Where in the listing does the word "tests" appear? Report each line that holds it.

* _Given records_
=== Section Start ===
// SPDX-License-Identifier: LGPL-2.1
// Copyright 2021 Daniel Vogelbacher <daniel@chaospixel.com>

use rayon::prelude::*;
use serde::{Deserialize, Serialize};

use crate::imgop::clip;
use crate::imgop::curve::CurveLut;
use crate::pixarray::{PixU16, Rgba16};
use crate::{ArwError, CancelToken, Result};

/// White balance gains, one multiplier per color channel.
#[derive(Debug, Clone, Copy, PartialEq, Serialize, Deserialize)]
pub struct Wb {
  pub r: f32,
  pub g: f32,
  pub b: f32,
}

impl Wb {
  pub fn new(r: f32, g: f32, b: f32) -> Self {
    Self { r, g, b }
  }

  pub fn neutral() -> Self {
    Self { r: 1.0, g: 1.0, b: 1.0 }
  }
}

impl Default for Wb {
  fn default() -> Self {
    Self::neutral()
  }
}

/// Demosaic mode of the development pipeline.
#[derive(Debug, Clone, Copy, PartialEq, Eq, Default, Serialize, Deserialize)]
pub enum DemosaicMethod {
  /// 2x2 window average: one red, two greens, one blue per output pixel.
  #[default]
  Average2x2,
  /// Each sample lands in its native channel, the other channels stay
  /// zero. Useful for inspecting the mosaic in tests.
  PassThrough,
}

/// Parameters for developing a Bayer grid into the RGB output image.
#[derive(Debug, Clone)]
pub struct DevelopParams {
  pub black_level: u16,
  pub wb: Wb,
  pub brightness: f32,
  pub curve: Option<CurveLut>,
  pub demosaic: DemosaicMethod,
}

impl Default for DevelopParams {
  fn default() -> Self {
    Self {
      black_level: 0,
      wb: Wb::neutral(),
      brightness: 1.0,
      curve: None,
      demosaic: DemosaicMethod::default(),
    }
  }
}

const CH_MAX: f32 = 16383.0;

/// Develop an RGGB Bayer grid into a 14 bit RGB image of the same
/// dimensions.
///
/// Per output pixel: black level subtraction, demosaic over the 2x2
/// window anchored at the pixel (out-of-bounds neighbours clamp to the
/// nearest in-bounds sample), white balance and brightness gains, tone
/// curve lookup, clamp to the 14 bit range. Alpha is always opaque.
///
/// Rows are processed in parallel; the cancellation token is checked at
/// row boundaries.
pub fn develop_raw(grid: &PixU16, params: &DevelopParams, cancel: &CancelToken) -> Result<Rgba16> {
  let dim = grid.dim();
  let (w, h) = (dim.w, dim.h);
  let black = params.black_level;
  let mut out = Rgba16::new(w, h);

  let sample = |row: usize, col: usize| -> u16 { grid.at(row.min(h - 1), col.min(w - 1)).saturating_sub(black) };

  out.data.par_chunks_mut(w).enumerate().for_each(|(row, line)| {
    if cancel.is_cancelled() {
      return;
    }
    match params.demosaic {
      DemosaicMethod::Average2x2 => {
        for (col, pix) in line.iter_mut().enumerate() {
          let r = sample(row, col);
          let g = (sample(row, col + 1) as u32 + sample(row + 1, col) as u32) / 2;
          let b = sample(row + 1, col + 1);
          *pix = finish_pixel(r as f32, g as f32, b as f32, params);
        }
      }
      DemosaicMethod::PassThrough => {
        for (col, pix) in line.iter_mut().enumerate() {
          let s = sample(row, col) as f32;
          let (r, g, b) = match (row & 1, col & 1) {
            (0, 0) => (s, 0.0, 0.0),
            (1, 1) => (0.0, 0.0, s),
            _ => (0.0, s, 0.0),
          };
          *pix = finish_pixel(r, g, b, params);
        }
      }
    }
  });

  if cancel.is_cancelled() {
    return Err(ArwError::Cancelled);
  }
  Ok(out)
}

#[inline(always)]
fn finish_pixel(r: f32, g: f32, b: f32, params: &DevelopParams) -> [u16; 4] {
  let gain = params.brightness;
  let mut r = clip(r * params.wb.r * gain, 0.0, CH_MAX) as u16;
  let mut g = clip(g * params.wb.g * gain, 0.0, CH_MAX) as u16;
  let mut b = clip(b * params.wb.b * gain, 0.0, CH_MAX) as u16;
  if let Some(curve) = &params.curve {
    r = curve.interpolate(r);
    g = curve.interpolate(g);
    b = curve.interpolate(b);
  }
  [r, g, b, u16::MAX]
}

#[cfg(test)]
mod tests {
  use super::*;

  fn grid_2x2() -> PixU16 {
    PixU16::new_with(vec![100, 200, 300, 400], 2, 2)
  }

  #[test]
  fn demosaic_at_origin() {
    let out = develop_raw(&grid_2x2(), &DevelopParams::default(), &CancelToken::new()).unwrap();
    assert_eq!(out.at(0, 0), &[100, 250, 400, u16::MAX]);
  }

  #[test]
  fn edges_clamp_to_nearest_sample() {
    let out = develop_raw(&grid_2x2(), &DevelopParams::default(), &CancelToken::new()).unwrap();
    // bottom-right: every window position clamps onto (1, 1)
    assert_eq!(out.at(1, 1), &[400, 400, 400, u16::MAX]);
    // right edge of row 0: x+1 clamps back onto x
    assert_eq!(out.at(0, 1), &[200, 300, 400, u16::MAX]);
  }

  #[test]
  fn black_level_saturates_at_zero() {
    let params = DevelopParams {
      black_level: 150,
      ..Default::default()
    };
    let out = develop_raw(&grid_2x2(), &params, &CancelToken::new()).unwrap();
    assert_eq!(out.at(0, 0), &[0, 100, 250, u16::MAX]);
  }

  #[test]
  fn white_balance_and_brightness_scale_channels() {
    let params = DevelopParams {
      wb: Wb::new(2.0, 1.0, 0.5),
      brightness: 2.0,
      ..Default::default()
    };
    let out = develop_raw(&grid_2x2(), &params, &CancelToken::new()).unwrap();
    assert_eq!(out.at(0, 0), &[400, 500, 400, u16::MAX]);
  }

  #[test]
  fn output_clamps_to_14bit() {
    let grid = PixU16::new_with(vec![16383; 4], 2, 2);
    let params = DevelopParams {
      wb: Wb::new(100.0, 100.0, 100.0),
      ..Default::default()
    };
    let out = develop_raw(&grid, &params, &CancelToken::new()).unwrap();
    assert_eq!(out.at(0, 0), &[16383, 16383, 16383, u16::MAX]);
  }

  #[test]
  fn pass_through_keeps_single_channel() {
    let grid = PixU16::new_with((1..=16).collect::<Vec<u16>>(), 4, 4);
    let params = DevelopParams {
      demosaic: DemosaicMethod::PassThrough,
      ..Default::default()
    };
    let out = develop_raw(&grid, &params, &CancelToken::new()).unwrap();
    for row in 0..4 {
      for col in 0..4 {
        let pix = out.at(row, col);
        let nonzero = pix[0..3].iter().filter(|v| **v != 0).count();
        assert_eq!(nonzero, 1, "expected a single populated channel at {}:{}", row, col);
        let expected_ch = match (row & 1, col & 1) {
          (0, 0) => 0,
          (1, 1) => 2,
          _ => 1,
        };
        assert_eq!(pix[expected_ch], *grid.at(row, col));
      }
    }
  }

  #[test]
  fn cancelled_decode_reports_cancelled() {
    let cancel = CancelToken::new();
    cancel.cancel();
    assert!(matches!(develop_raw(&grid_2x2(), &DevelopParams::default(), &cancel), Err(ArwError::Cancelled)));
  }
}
=== Section End ===
* _Task answer_
  /// zero. Useful for inspecting the mosaic in tests.
mod tests {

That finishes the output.